──────── THE DATA

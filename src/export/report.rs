//! Vault report contents
//!
//! Everything the printable vault summary shows: the vault, when the report
//! was generated, and each of the vault's items in expiry order with its
//! urgency and canonical price text.

use chrono::{DateTime, NaiveDate, Utc};
use serde::{Deserialize, Serialize};

use crate::models::{Item, ItemCategory, Vault};
use crate::services::{
    CurrencyTotal, DashboardCalculator, ItemBucket, PriceFormatter, ReminderScheduler,
};

/// Current report schema version
pub const REPORT_SCHEMA_VERSION: &str = "1.0.0";

/// One item line in the report
#[derive(Debug, Clone, PartialEq, Serialize, Deserialize)]
pub struct ReportRow {
    pub title: String,
    pub category: ItemCategory,
    pub issuer: Option<String>,
    pub expiry_date: NaiveDate,
    pub days_until_expiry: i64,
    pub bucket: ItemBucket,
    /// Canonical price text, `None` for unpriced items
    pub price: Option<String>,
    pub completed: bool,
    pub notes: String,
}

/// A vault report ready to be written
#[derive(Debug, Clone, PartialEq, Serialize, Deserialize)]
pub struct VaultReport {
    /// Schema version for compatibility checking
    pub schema_version: String,

    /// Report timestamp
    pub generated_at: DateTime<Utc>,

    /// Application version that created the report
    pub app_version: String,

    pub vault_name: String,

    /// Items of the vault, soonest expiry first
    pub rows: Vec<ReportRow>,

    /// Sum of open priced items, per currency
    pub open_totals: Vec<CurrencyTotal>,
}

impl VaultReport {
    /// Build the report for `vault` from an item snapshot
    pub fn build(
        vault: &Vault,
        items: &[Item],
        now: DateTime<Utc>,
        scheduler: &ReminderScheduler,
        formatter: &PriceFormatter,
    ) -> Self {
        let mut in_vault: Vec<&Item> = items
            .iter()
            .filter(|item| item.vault_id == Some(vault.id))
            .collect();
        in_vault.sort_by_key(|item| item.expiry_date);

        let rows = in_vault
            .iter()
            .map(|item| ReportRow {
                title: item.title.clone(),
                category: item.category,
                issuer: item.issuer.clone(),
                expiry_date: item.expiry_date,
                days_until_expiry: scheduler.days_until_expiry(item, now),
                bucket: scheduler.bucket(item, now),
                price: formatter.price_text(item.price.as_ref()),
                completed: item.is_completed,
                notes: item.notes.clone(),
            })
            .collect();

        let calculator = DashboardCalculator::with_formatter(*scheduler.calendar(), formatter);
        let open_totals = calculator
            .totals_by_currency(in_vault.iter().copied().filter(|item| !item.is_completed));

        Self {
            schema_version: REPORT_SCHEMA_VERSION.to_string(),
            generated_at: now,
            app_version: env!("CARGO_PKG_VERSION").to_string(),
            vault_name: vault.name.clone(),
            rows,
            open_totals,
        }
    }

    pub fn is_empty(&self) -> bool {
        self.rows.is_empty()
    }
}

────────────────

### WHAT TO PRODUCE
Copy down the whole of the data above, matching it exactly.

### RESULT BELOW
filename src/export/report.rs
//! Vault report contents
//!
//! Everything the printable vault summary shows: the vault, when the report
//! was generated, and each of the vault's items in expiry order with its
//! urgency and canonical price text.

use chrono::{DateTime, NaiveDate, Utc};
use serde::{Deserialize, Serialize};

use crate::models::{Item, ItemCategory, Vault};
use crate::services::{
    CurrencyTotal, DashboardCalculator, ItemBucket, PriceFormatter, ReminderScheduler,
};

/// Current report schema version
pub const REPORT_SCHEMA_VERSION: &str = "1.0.0";

/// One item line in the report
#[derive(Debug, Clone, PartialEq, Serialize, Deserialize)]
pub struct ReportRow {
    pub title: String,
    pub category: ItemCategory,
    pub issuer: Option<String>,
    pub expiry_date: NaiveDate,
    pub days_until_expiry: i64,
    pub bucket: ItemBucket,
    /// Canonical price text, `None` for unpriced items
    pub price: Option<String>,
    pub completed: bool,
    pub notes: String,
}

/// A vault report ready to be written
#[derive(Debug, Clone, PartialEq, Serialize, Deserialize)]
pub struct VaultReport {
    /// Schema version for compatibility checking
    pub schema_version: String,

    /// Report timestamp
    pub generated_at: DateTime<Utc>,

    /// Application version that created the report
    pub app_version: String,

    pub vault_name: String,

    /// Items of the vault, soonest expiry first
    pub rows: Vec<ReportRow>,

    /// Sum of open priced items, per currency
    pub open_totals: Vec<CurrencyTotal>,
}

impl VaultReport {
    /// Build the report for `vault` from an item snapshot
    pub fn build(
        vault: &Vault,
        items: &[Item],
        now: DateTime<Utc>,
        scheduler: &ReminderScheduler,
        formatter: &PriceFormatter,
    ) -> Self {
        let mut in_vault: Vec<&Item> = items
            .iter()
            .filter(|item| item.vault_id == Some(vault.id))
            .collect();
        in_vault.sort_by_key(|item| item.expiry_date);

        let rows = in_vault
            .iter()
            .map(|item| ReportRow {
                title: item.title.clone(),
                category: item.category,
                issuer: item.issuer.clone(),
                expiry_date: item.expiry_date,
                days_until_expiry: scheduler.days_until_expiry(item, now),
                bucket: scheduler.bucket(item, now),
                price: formatter.price_text(item.price.as_ref()),
                completed: item.is_completed,
                notes: item.notes.clone(),
            })
            .collect();

        let calculator = DashboardCalculator::with_formatter(*scheduler.calendar(), formatter);
        let open_totals = calculator
            .totals_by_currency(in_vault.iter().copied().filter(|item| !item.is_completed));

        Self {
            schema_version: REPORT_SCHEMA_VERSION.to_string(),
            generated_at: now,
            app_version: env!("CARGO_PKG_VERSION").to_string(),
            vault_name: vault.name.clone(),
            rows,
            open_totals,
        }
    }

    pub fn is_empty(&self) -> bool {
        self.rows.is_empty()
    }
}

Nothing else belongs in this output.